Which of the lines in the data below contain the string "None"? Copy each of them.
[Input for this task Boundary: Start]
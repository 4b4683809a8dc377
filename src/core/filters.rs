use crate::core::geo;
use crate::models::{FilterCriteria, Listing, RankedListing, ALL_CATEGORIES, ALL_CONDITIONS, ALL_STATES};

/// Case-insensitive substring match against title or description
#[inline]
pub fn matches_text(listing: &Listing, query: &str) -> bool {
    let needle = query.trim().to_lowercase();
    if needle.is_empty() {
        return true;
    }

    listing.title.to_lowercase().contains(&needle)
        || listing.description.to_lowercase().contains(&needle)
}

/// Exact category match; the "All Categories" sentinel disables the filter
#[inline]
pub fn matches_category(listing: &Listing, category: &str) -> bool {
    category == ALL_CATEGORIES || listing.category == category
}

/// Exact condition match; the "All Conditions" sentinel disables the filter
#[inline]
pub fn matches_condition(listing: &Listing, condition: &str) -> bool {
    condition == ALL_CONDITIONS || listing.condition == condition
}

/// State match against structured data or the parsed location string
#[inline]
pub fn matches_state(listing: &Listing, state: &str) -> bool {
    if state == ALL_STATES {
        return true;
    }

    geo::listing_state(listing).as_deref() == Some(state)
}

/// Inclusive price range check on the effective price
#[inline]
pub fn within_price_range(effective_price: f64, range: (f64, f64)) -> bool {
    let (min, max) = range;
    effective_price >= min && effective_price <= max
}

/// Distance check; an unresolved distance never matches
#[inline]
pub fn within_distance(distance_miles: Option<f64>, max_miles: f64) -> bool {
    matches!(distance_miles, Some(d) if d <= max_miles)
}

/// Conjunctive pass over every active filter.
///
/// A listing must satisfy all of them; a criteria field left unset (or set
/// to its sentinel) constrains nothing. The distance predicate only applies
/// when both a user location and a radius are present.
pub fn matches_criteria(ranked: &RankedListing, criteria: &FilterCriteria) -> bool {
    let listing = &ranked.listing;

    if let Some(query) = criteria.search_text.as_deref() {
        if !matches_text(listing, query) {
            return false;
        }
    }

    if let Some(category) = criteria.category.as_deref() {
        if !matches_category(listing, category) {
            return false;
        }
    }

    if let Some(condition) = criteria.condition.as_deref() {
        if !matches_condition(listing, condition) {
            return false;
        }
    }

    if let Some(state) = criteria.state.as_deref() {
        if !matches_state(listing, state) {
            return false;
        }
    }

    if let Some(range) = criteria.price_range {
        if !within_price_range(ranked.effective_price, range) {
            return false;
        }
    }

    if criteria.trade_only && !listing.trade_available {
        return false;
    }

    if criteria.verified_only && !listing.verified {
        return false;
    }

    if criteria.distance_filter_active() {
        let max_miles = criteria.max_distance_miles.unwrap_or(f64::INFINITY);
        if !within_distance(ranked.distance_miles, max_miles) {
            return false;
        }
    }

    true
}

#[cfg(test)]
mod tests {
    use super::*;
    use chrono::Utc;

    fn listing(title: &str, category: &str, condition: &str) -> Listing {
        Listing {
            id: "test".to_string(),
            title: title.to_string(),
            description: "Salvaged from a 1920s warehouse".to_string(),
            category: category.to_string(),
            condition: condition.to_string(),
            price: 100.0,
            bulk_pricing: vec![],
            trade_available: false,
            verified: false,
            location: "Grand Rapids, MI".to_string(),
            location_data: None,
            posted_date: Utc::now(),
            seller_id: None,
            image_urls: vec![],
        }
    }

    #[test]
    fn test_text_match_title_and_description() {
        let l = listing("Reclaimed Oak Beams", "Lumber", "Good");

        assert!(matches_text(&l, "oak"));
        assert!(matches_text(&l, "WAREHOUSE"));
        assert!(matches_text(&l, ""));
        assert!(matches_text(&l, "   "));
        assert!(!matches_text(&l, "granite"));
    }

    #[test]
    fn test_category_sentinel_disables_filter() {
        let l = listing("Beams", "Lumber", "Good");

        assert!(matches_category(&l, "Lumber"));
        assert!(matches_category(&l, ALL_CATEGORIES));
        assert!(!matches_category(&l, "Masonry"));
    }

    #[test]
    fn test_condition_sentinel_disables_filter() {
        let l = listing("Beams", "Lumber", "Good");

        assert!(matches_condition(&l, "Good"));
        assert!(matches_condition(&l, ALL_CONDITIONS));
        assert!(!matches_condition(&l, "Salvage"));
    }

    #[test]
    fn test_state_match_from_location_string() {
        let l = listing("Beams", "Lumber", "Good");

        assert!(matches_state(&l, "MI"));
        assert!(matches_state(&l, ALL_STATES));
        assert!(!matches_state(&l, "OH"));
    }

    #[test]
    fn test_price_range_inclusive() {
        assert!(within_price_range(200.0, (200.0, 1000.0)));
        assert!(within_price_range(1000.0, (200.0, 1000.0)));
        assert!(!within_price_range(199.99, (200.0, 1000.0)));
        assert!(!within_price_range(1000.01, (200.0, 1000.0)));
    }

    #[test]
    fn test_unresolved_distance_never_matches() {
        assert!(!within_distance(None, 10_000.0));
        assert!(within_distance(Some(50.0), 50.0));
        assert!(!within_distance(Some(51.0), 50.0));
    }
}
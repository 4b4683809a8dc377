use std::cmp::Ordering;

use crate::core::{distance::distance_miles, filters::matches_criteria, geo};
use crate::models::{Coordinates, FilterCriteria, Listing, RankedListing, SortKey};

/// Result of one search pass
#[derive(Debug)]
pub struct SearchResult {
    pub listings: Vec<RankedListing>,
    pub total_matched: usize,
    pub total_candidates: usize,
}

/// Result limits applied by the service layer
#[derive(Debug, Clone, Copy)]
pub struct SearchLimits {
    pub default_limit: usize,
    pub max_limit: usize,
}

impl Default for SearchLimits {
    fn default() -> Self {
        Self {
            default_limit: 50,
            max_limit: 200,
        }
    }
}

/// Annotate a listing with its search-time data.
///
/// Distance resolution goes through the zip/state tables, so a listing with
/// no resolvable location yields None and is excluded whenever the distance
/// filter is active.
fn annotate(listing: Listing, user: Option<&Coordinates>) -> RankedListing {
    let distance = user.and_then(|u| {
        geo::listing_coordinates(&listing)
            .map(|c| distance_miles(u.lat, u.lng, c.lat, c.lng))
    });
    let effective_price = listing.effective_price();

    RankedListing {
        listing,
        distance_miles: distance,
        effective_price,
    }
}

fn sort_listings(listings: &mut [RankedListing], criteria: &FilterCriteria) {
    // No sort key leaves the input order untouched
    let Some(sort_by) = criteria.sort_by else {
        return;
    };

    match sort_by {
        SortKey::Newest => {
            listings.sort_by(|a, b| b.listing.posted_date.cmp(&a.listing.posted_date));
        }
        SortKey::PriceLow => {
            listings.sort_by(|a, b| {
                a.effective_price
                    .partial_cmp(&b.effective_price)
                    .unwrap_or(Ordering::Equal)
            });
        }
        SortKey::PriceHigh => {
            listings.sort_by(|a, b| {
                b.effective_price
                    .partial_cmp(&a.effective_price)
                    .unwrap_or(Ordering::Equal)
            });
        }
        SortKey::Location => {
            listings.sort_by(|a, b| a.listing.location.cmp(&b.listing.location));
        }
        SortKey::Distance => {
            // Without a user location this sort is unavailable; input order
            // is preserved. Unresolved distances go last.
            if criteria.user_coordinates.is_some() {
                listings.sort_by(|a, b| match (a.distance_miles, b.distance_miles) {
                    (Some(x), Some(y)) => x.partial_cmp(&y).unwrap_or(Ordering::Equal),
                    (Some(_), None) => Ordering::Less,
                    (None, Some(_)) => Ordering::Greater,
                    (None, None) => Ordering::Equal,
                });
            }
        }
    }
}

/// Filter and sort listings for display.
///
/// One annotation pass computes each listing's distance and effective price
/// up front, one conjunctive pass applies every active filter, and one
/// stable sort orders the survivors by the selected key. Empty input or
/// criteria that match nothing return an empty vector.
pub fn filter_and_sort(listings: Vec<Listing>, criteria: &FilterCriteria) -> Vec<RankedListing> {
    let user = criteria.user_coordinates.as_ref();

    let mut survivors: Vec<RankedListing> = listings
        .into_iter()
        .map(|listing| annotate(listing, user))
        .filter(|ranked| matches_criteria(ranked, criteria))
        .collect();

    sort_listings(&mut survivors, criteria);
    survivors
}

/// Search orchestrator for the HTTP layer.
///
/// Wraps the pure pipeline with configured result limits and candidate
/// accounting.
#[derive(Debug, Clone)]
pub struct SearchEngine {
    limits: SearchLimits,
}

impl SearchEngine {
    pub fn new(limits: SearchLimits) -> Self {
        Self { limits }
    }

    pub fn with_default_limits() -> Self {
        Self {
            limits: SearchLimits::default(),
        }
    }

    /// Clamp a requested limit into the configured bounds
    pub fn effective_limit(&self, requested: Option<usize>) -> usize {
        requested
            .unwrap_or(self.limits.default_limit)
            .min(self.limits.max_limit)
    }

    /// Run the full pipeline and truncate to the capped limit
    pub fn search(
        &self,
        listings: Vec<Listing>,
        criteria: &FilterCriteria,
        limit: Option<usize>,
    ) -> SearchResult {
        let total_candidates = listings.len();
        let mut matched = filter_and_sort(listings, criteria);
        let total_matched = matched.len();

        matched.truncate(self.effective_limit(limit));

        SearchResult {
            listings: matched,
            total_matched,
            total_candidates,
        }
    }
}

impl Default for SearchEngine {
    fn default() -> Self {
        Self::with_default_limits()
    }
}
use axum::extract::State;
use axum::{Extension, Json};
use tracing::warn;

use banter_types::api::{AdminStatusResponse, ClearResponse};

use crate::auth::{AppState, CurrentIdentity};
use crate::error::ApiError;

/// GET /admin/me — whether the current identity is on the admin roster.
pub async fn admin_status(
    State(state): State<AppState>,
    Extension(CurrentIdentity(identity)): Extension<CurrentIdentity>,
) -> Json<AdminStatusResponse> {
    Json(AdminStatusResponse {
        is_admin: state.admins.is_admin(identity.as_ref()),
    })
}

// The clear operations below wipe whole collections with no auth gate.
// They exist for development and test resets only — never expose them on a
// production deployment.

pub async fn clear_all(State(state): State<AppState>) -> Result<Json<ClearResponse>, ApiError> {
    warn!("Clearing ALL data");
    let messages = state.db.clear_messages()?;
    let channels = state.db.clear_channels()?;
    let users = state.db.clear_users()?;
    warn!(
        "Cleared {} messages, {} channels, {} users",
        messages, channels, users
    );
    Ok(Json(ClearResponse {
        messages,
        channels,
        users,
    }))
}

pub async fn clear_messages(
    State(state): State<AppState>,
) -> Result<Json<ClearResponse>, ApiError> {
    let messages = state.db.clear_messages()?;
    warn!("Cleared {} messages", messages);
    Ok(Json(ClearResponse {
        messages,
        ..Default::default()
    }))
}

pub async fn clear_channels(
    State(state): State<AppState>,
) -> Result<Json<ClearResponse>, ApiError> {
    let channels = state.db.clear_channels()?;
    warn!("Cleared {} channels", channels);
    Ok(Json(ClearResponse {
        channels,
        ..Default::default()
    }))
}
[Input for this task Boundary: End]
[Input for this task Boundary: Start]
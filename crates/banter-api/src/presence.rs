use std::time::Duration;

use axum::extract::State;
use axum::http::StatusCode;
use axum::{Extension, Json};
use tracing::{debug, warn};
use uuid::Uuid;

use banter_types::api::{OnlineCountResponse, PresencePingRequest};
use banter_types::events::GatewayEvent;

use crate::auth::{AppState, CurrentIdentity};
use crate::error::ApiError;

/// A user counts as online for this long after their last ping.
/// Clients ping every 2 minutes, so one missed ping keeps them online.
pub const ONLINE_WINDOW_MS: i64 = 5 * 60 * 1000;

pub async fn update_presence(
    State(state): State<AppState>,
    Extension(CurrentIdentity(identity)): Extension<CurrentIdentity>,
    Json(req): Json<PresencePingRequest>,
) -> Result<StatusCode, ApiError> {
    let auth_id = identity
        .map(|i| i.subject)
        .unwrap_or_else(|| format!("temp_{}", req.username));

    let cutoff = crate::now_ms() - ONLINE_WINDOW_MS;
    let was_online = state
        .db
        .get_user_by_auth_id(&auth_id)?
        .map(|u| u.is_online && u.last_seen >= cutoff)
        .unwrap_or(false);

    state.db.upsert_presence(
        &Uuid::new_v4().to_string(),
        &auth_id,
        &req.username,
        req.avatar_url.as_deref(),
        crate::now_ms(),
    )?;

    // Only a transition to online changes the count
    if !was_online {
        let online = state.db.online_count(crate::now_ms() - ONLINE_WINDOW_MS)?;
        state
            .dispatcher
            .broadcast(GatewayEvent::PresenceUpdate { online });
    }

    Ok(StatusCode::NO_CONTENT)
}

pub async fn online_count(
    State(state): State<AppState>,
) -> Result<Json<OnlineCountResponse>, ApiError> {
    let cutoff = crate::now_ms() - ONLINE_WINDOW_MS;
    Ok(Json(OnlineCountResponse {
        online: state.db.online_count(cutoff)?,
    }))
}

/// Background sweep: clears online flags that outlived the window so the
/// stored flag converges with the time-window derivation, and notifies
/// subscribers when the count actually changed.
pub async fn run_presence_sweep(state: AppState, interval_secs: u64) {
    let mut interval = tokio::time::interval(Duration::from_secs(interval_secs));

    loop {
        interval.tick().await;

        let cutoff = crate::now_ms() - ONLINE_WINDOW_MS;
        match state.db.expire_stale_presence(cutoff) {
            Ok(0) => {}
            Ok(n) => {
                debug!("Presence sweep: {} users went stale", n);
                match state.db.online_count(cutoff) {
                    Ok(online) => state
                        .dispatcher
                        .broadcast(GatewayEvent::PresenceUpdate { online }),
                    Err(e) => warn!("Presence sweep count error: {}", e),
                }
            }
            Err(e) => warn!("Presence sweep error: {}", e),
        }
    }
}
[Input for this task Boundary: End]
◆ **Exercise solution**
            location_data: None,
            seller_id: None,
        assert!(!within_distance(None, 10_000.0));
/// no resolvable location yields None and is excluded whenever the distance
                    (Some(_), None) => Ordering::Less,
                    (None, Some(_)) => Ordering::Greater,
                    (None, None) => Ordering::Equal,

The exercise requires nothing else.